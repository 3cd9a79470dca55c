//! Messages exchanged over a channel.

use std::{collections::BTreeMap, fmt};

use bytes::Bytes;
use serde::{Deserialize, Serialize};

/// Label correlating a request with its status message.
pub const OPERATION_ID: &str = "operation_id";
/// Label carrying the operation outcome.
pub const STATE: &str = "state";
/// Label marking the long-running operation state.
pub const LRO_STATE: &str = "lro_state";
/// The only `lro_state` the agent reports.
pub const LRO_DONE: &str = "done";

/// Opaque typed payload, passed through without interpretation.
#[derive(Debug, Clone, PartialEq, Eq, Serialize, Deserialize)]
pub struct Body {
    /// Type identifier of `value`.
    pub type_url: String,
    /// Encoded payload (base64 on the wire).
    #[serde(with = "base64_bytes")]
    pub value: Bytes,
}

impl Body {
    #[must_use]
    pub fn new(type_url: impl Into<String>, value: impl Into<Bytes>) -> Self {
        Self {
            type_url: type_url.into(),
            value: value.into(),
        }
    }
}

/// Message envelope: string labels plus an optional body.
#[derive(Debug, Clone, Default, PartialEq, Eq, Serialize, Deserialize)]
pub struct Message {
    #[serde(default)]
    pub labels: BTreeMap<String, String>,
    #[serde(default, skip_serializing_if = "Option::is_none")]
    pub body: Option<Body>,
}

impl Message {
    #[must_use]
    pub const fn new(labels: BTreeMap<String, String>, body: Option<Body>) -> Self {
        Self { labels, body }
    }

    /// Status message acknowledging `operation_id`.
    #[must_use]
    pub fn status(operation_id: &str, state: OperationState, body: Option<Body>) -> Self {
        let labels = BTreeMap::from([
            (OPERATION_ID.to_string(), operation_id.to_string()),
            (STATE.to_string(), state.as_str().to_string()),
            (LRO_STATE.to_string(), LRO_DONE.to_string()),
        ]);
        Self { labels, body }
    }

    /// Whether the message carries any labels. Label-less messages are treated
    /// as a broken connection.
    #[must_use]
    pub fn has_labels(&self) -> bool {
        !self.labels.is_empty()
    }

    #[must_use]
    pub fn operation_id(&self) -> Option<&str> {
        self.labels.get(OPERATION_ID).map(String::as_str)
    }

    #[must_use]
    pub fn state(&self) -> Option<&str> {
        self.labels.get(STATE).map(String::as_str)
    }
}

/// Outcome of handling a message.
#[derive(Debug, Clone, Copy, PartialEq, Eq)]
pub enum OperationState {
    Succeeded,
    Failed,
}

impl OperationState {
    #[must_use]
    pub const fn as_str(self) -> &'static str {
        match self {
            Self::Succeeded => "SUCCEEDED",
            Self::Failed => "FAILED",
        }
    }
}

impl fmt::Display for OperationState {
    fn fmt(&self, f: &mut fmt::Formatter<'_>) -> fmt::Result {
        f.write_str(self.as_str())
    }
}

mod base64_bytes {
    use base64::{Engine as _, engine::general_purpose::STANDARD as BASE64};
    use bytes::Bytes;
    use serde::{Deserialize, Deserializer, Serializer, de::Error as _};

    pub fn serialize<S: Serializer>(value: &Bytes, serializer: S) -> Result<S::Ok, S::Error> {
        serializer.serialize_str(&BASE64.encode(value))
    }

    pub fn deserialize<'de, D: Deserializer<'de>>(deserializer: D) -> Result<Bytes, D::Error> {
        let encoded = String::deserialize(deserializer)?;
        BASE64.decode(encoded).map(Bytes::from).map_err(D::Error::custom)
    }
}
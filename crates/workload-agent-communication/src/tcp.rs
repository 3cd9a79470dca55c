//! TCP transport speaking newline-delimited JSON frames.
//!
//! A connection starts with an `open` frame naming the channel. After that
//! both sides exchange `message` frames; the broker may send an `error` frame
//! before closing.

use async_trait::async_trait;
use futures::{SinkExt, StreamExt};
use serde::{Deserialize, Serialize};
use tokio::{
    io::{AsyncRead, AsyncWrite},
    net::TcpStream,
};
use tokio_util::codec::{Framed, LinesCodec};
use uuid::Uuid;

use crate::{
    message::Message,
    transport::{ConnectOptions, Connection, Transport, TransportError},
};

/// Largest accepted frame (4 MiB).
const MAX_FRAME_BYTES: usize = 4 * 1024 * 1024;

/// Wire frame.
#[derive(Debug, Clone, Serialize, Deserialize)]
#[serde(tag = "type", rename_all = "snake_case")]
pub enum Frame {
    /// Bind the connection to a channel.
    Open { channel: String, regional: bool },
    /// Channel message.
    Message(Message),
    /// Error reported by the broker.
    Error { message: String },
}

/// Connection exchanging JSON frames over any byte stream.
pub struct FramedConnection<IO> {
    id: Uuid,
    framed: Framed<IO, LinesCodec>,
}

impl<IO> FramedConnection<IO>
where
    IO: AsyncRead + AsyncWrite + Unpin + Send,
{
    /// Send the `open` frame for `channel` over `io`.
    ///
    /// # Errors
    /// Returns error if the frame cannot be written.
    pub async fn open(io: IO, channel: &str, regional: bool) -> Result<Self, TransportError> {
        let mut conn = Self {
            id: Uuid::new_v4(),
            framed: Framed::new(io, LinesCodec::new_with_max_length(MAX_FRAME_BYTES)),
        };
        conn.write(&Frame::Open {
            channel: channel.to_string(),
            regional,
        })
        .await?;
        Ok(conn)
    }

    /// Identifier of this connection, for logs.
    #[must_use]
    pub const fn id(&self) -> Uuid {
        self.id
    }

    async fn write(&mut self, frame: &Frame) -> Result<(), TransportError> {
        let line = serde_json::to_string(frame)?;
        self.framed.send(line).await?;
        Ok(())
    }
}

#[async_trait]
impl<IO> Connection for FramedConnection<IO>
where
    IO: AsyncRead + AsyncWrite + Unpin + Send,
{
    async fn receive(&mut self) -> Result<Message, TransportError> {
        loop {
            let line = match self.framed.next().await {
                Some(line) => line?,
                None => return Err(TransportError::Closed),
            };
            if line.trim().is_empty() {
                continue;
            }
            match serde_json::from_str::<Frame>(&line)? {
                Frame::Message(message) => return Ok(message),
                Frame::Error { message } => return Err(TransportError::Remote(message)),
                Frame::Open { channel, .. } => {
                    tracing::warn!(connection = %self.id, %channel, "Ignoring unexpected open frame");
                }
            }
        }
    }

    async fn send(&mut self, message: Message) -> Result<(), TransportError> {
        self.write(&Frame::Message(message)).await
    }
}

/// Transport connecting to a broker over TCP.
#[derive(Debug, Clone)]
pub struct TcpTransport {
    default_endpoint: String,
}

impl TcpTransport {
    /// Create a transport using `default_endpoint` (`host:port`) when no
    /// override is given.
    #[must_use]
    pub fn new(default_endpoint: impl Into<String>) -> Self {
        Self {
            default_endpoint: default_endpoint.into(),
        }
    }
}

#[async_trait]
impl Transport for TcpTransport {
    type Connection = FramedConnection<TcpStream>;

    async fn connect(
        &self,
        channel: &str,
        regional: bool,
        options: &ConnectOptions,
    ) -> Result<Self::Connection, TransportError> {
        let endpoint = options
            .endpoint
            .as_deref()
            .unwrap_or(&self.default_endpoint);
        let stream = TcpStream::connect(endpoint)
            .await
            .map_err(|e| TransportError::Connect(format!("{endpoint}: {e}")))?;
        stream.set_nodelay(true)?;
        let conn = FramedConnection::open(stream, channel, regional).await?;
        tracing::debug!(connection = %conn.id(), endpoint, channel, "Opened channel connection");
        Ok(conn)
    }
}

#[cfg(test)]
mod tests {
    use tokio::{
        io::{AsyncBufReadExt, AsyncWriteExt, BufReader},
        net::TcpListener,
    };
    use tokio_test::io::Builder;

    use super::*;
    use crate::message::{Body, OperationState};

    fn line(frame: &Frame) -> Vec<u8> {
        let mut bytes = serde_json::to_vec(frame).unwrap();
        bytes.push(b'\n');
        bytes
    }

    fn open_frame() -> Frame {
        Frame::Open {
            channel: "test-channel".to_string(),
            regional: true,
        }
    }

    #[tokio::test]
    async fn test_receive_and_send() {
        let request = Message::new(
            [("operation_id".to_string(), "op1".to_string())].into(),
            Some(Body::new("type.googleapis.com/example.Echo", &b"hi"[..])),
        );
        let ack = Message::status("op1", OperationState::Succeeded, None);
        let mock = Builder::new()
            .write(&line(&open_frame()))
            .read(&line(&Frame::Message(request.clone())))
            .write(&line(&Frame::Message(ack.clone())))
            .build();

        let mut conn = FramedConnection::open(mock, "test-channel", true).await.unwrap();
        assert_eq!(conn.receive().await.unwrap(), request);
        conn.send(ack).await.unwrap();
        assert!(matches!(conn.receive().await, Err(TransportError::Closed)));
    }

    #[tokio::test]
    async fn test_remote_error_frame() {
        let mock = Builder::new()
            .write(&line(&open_frame()))
            .read(b"\n")
            .read(&line(&Frame::Error {
                message: "channel not registered".to_string(),
            }))
            .build();

        let mut conn = FramedConnection::open(mock, "test-channel", true).await.unwrap();
        match conn.receive().await {
            Err(TransportError::Remote(message)) => assert_eq!(message, "channel not registered"),
            other => panic!("unexpected result: {other:?}"),
        }
    }

    #[tokio::test]
    async fn test_invalid_frame() {
        let mock = Builder::new()
            .write(&line(&open_frame()))
            .read(b"{\"type\":\"bogus\"}\n")
            .build();

        let mut conn = FramedConnection::open(mock, "test-channel", true).await.unwrap();
        assert!(matches!(conn.receive().await, Err(TransportError::Json(_))));
    }

    #[tokio::test]
    async fn test_tcp_transport_connects_to_override() {
        let listener = TcpListener::bind("127.0.0.1:0").await.unwrap();
        let addr = listener.local_addr().unwrap();

        let server = tokio::spawn(async move {
            let (socket, _) = listener.accept().await.unwrap();
            let (read, mut write) = socket.into_split();
            let mut lines = BufReader::new(read).lines();

            let open: Frame = serde_json::from_str(&lines.next_line().await.unwrap().unwrap()).unwrap();
            assert!(matches!(open, Frame::Open { ref channel, regional: true } if channel == "test-channel"));

            let request = Message::new([("operation_id".to_string(), "op1".to_string())].into(), None);
            write.write_all(&line(&Frame::Message(request))).await.unwrap();

            let ack: Frame = serde_json::from_str(&lines.next_line().await.unwrap().unwrap()).unwrap();
            ack
        });

        let transport = TcpTransport::new("127.0.0.1:1");
        let options = ConnectOptions::for_endpoint(&addr.to_string());
        let mut conn = transport.connect("test-channel", true, &options).await.unwrap();

        let request = conn.receive().await.unwrap();
        assert_eq!(request.operation_id(), Some("op1"));
        conn.send(Message::status("op1", OperationState::Succeeded, None))
            .await
            .unwrap();

        match server.await.unwrap() {
            Frame::Message(ack) => assert_eq!(ack.state(), Some("SUCCEEDED")),
            other => panic!("unexpected frame: {other:?}"),
        }
    }

    #[tokio::test]
    async fn test_tcp_transport_connect_failure() {
        let listener = TcpListener::bind("127.0.0.1:0").await.unwrap();
        let addr = listener.local_addr().unwrap();
        drop(listener);

        let transport = TcpTransport::new(addr.to_string());
        let result = transport
            .connect("test-channel", true, &ConnectOptions::default())
            .await;
        assert!(matches!(result, Err(TransportError::Connect(_))));
    }
}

[Your instructions]
Look for the word "BufReader". Copy out every line of the data that has it.

[Finished task]
        io::{AsyncBufReadExt, AsyncWriteExt, BufReader},
            let mut lines = BufReader::new(read).lines();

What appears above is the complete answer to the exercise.